そのことを考えれば考えるほどに、バイロイト祝祭劇場のことがイメージとして重なってくるし、
もうひとつのModel 107のセッティングへの関心が強くなってくる。

Date: 9月 28th, 2017
Cate: 107, KEF

KEFがやって来た(Mark Levinson ML10)

こうやってKEFのModel 107、それから105のことを書いていると、
頭の片隅から徐々に浮んでくるのが、マークレビンソンのML10のことだ。

ML10といっても実際に発売されたコントロールアンプのことではなく、
試作品として発表されたスピーカーシステムのことである。

ステレオサウンド 50号に、それは載っている。
アンプと違い、ゼロからの開発ではなく、市販品をベースにしたもの。
ベースとなっているのが、KEFのModel 105である。
記事を読んでも、このML10というスピーカーシステムのことは、ほとんどわからない。

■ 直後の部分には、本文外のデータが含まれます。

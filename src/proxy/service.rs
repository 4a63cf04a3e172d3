// Copyright (c) 2025 Fabstir
// SPDX-License-Identifier: BUSL-1.1
//! Fetch mediation pipeline
//!
//! Every request passes admission (auth, domain, rate), then the cache and
//! single-flight layer, then the executor under the global concurrency
//! ceiling, and finally classification and intelligence recording.

use anyhow::Context;
use futures::FutureExt;
use serde::Serialize;
use std::sync::Arc;
use std::time::{Duration, Instant};
use tokio::sync::Semaphore;
use tracing::{debug, info, warn};
use url::Url;
use uuid::Uuid;

use super::bulk::{BulkJob, BulkScheduler};
use super::cache::{CacheLookup, CacheStore, Fingerprint, FlightSource, MemoryStore, ResponseCache};
use super::classifier::ContentClassifier;
use super::config::ProxyConfig;
use super::domain_policy::{DomainDecision, DomainPolicy};
use super::executor::FetchExecutor;
use super::intelligence::{
    BlockedLog, BlockedRecord, IntelligenceRecord, JsonlSink, RecordSink, SinkRecord,
};
use super::rate_limiter::{RateDecision, RateLimiter};
use super::stats::{ProxyStats, StatsSnapshot};
use super::transport::{ReqwestTransport, Transport};
use super::types::{ErrorKind, FetchRequest, FetchResult, ProxyError};
use crate::version;

/// Caller identity when authentication is disabled
pub const ANONYMOUS: &str = "anonymous";

/// Upper bound on a single retry delay
const MAX_BACKOFF: Duration = Duration::from_secs(30);

/// Bearer credentials presented by a caller
#[derive(Debug, Clone, Default)]
pub struct Credentials {
    token: Option<String>,
}

impl Credentials {
    pub fn anonymous() -> Self {
        Self::default()
    }

    pub fn bearer(token: impl Into<String>) -> Self {
        Self {
            token: Some(token.into()),
        }
    }

    /// Parse an `Authorization` header value; anything but `Bearer <token>` is ignored
    pub fn from_authorization(header: Option<&str>) -> Self {
        let token = header.and_then(|value| {
            let (scheme, token) = value.trim().split_once(' ')?;
            scheme
                .eq_ignore_ascii_case("bearer")
                .then(|| token.trim().to_string())
                .filter(|t| !t.is_empty())
        });
        Self { token }
    }

    pub fn token(&self) -> Option<&str> {
        self.token.as_deref()
    }
}

/// Token reduced to its last four characters for logs
pub fn mask_token(token: &str) -> String {
    let chars: Vec<char> = token.chars().collect();
    if chars.len() <= 4 {
        return "****".to_string();
    }
    let tail: String = chars[chars.len() - 4..].iter().collect();
    format!("****{}", tail)
}

#[derive(Debug, Clone, Copy, PartialEq, Eq, Serialize)]
#[serde(rename_all = "lowercase")]
pub enum HealthStatus {
    Ok,
    Degraded,
}

#[derive(Debug, Clone, Serialize)]
#[serde(rename_all = "camelCase")]
pub struct HealthReport {
    pub status: HealthStatus,
    pub cache_reachable: bool,
    pub cache_entries: usize,
    pub version: String,
}

#[derive(Debug, Clone, Default, Serialize)]
#[serde(rename_all = "camelCase")]
pub struct HousekeepingReport {
    pub expired_cache_entries: usize,
    pub idle_rate_windows: usize,
}

/// The transport-facing half of the pipeline
///
/// Cloned into single-flight futures, so everything it holds is shared.
#[derive(Clone)]
struct FetchTask {
    executor: FetchExecutor,
    domains: DomainPolicy,
    permits: Arc<Semaphore>,
    stats: Arc<ProxyStats>,
    classifier: ContentClassifier,
    blocked: Arc<BlockedLog>,
    sink: Option<Arc<dyn RecordSink>>,
    max_preview_bytes: usize,
    max_retries: u32,
    retry_backoff: Duration,
}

ネットワーク、内部配線を中心にモディファイされている、ということだけである。
ユニットはそのまま同じモノが使われている。

この時にML6とML3も発表されている。
ということはML10の内部配線は銀線の可能性が非常に高い。

同時にML4という、
電源内蔵のローコスト(あくまでもマークレビンソンとしては)のコントロールアンプも、
試作品として発表されている。

ML4もML10も製品化されることはなく終ってしまった。
おそらくだが、ML4とペアとなるパワーアンプも計画されていたはずだ。

マークレビンソンは、すでにHQDシステムを完成させていた。
3ウェイのマルチアンプシステムで、アンプを含めたトータルは二千万円ほどだったはずだ。

ML4と、ローコストのパワーアンプ、それにML10というシステムが、
HQDシステムは無理でも、
マークレビンソンのトータルシステムを求めたい人に向けての構成だったのだろう。

どんな音がしていたのか、も、そうだが、
なぜ製品化されなかったのか、その理由を含めてあれこれ勝手に想像しているところ。